As processors become more power efficient, it seems that the cooling demands have escalated when it comes time to overclock the CPU and system. Corsair has been on the forefront of providing cooling solutions for the enthusiast with their Hydro series solutions such as the new Corsair H60 High performance Liquid cooling solution that started the wave of self-contained water cooling solutions from a variety of manufacturers.

Over this time Corsair have worked with Asetek and Coolit to deliver not only the first Hydro series self contained liquid cooling solutions, but to improve the designs when and where possible. Here at Overclockersclub we have looked at a good selection of the Corsair Hydro series product stack, including the Corsair Hydro Series H60, H80, and the Corsair Hydro Series H100, which has just seen an upgrade to the H100i. With each generational change the systems have offered improvements to the cooling performance delivered. Examples would be the switch from Asetek to Coolit after the H50 and H70 were delivered that brought along a new pump head/cooling plate design, with the ability to monitor the pump assembly with Corsair's own Link technology.

Able to be installed on just about every current socket type including AMD AM2, AMD AM3, AMD FM1, Intel LGA 1155, Intel LGA 1156, Intel LGA 1366 and Intel LGA 2011, Corsair has made this solution available for the widest audience.
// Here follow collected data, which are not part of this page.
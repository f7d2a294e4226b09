//! Auto-save checkpointing driven by the manual save count.
//!
//! Every Nth confirmed image triggers a checkpoint that persists the
//! completion set and the recognition cache. There is no timer; the
//! checkpoint is decided synchronously inside the save call.

use serde::{Deserialize, Serialize};

use crate::constants::DEFAULT_AUTO_SAVE_EVERY;

/// How often checkpoints happen.
#[derive(Debug, Clone, Copy, PartialEq, Eq, Default, Serialize, Deserialize)]
#[serde(rename_all = "lowercase")]
pub enum AutoSavePolicy {
    /// Checkpoint every [`DEFAULT_AUTO_SAVE_EVERY`] confirmed images.
    #[default]
    Backup,
    /// Checkpoint after every confirmed image.
    Aggressive,
}

impl AutoSavePolicy {
    /// Number of manual saves between two checkpoints.
    pub fn every(self) -> u32 {
        match self {
            Self::Backup => DEFAULT_AUTO_SAVE_EVERY,
            Self::Aggressive => 1,
        }
    }
}

/// Counts manual saves and reports when a checkpoint is due.
#[derive(Debug, Clone)]
pub struct AutoSaveManager {
    /// Saves between checkpoints.
    every: u32,

    /// Saves since the last checkpoint.
    pending: u32,

    /// Whether checkpoints are enabled.
    enabled: bool,
}

impl AutoSaveManager {
    /// Create a manager for the given policy.
    pub fn new(policy: AutoSavePolicy) -> Self {
        Self {
            every: policy.every(),
            pending: 0,
            enabled: true,
        }
    }

    /// Create a manager that never checkpoints.
    pub fn disabled() -> Self {
        let mut manager = Self::new(AutoSavePolicy::default());
        manager.enabled = false;
        manager
    }

    /// Override the checkpoint interval. Zero is treated as one.
    pub fn with_every(mut self, every: u32) -> Self {
        self.every = every.max(1);
        self
    }

    /// Switch policy; the pending count is kept.
    pub fn set_policy(&mut self, policy: AutoSavePolicy) {
        self.every = policy.every();
        log::debug!("Auto-save: checkpoint every {} saves", self.every);
    }

    /// Record one successful manual save.
    ///
    /// Returns true when this save completes an interval and a checkpoint
    /// should be written now.
    pub fn record_save(&mut self) -> bool {
        if !self.enabled {
            return false;
        }
        self.pending += 1;
        log::trace!("Auto-save: {}/{} saves pending", self.pending, self.every);
        if self.pending >= self.every {
            self.pending = 0;
            log::trace!("Auto-save: checkpoint due");
            return true;
        }
        false
    }

    /// Saves recorded since the last checkpoint.
    pub fn pending(&self) -> u32 {
        self.pending
    }

    pub fn every(&self) -> u32 {
        self.every
    }

    pub fn set_enabled(&mut self, enabled: bool) {
        self.enabled = enabled;
        log::debug!("Auto-save: enabled = {}", enabled);
    }

    pub fn is_enabled(&self) -> bool {
        self.enabled
    }

    /// Forget pending saves (e.g. after an explicit save-all).
    pub fn reset(&mut self) {
        self.pending = 0;
    }
}

impl Default for AutoSaveManager {
    fn default() -> Self {
        Self::new(AutoSavePolicy::default())
    }
}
As a new design, yet again it will prove interesting to see just how well the engineers at Corsair have done their homework, from the new fan to the new pump head/cold plate assembly. Priced at roughly $82 this new revision carries a price premium over the original H60 of close to $20. The question is how will it perform and will it eliminate the noise concerns seen on the earlier revisions. Let's find out.

Corsair Hydro Series H60 Closer Look:

For this new series Corsair has updated the look of the packaging moving from a black background to a silver background. The front shows the name of the cooler, the sockets it will work with and a picture of the new H60 High Performance Liquid CPU Cooler. The back side shows some performance metrics to illustrate the performance differential between Corsair's solution and Intel's own boxed cooler.







Inside the package we can see that Corsair puts a lot of thought into how the assembly is packed to eliminate damage during transit should the box see some rough handling. On top of the packaging materials are a users/installation guide, contact sheet if you have a problem and a product brochure. Diving deeper, the Corsair Hydro Series H60 is wrapped in a bag inside a form-fitted cardboard tray.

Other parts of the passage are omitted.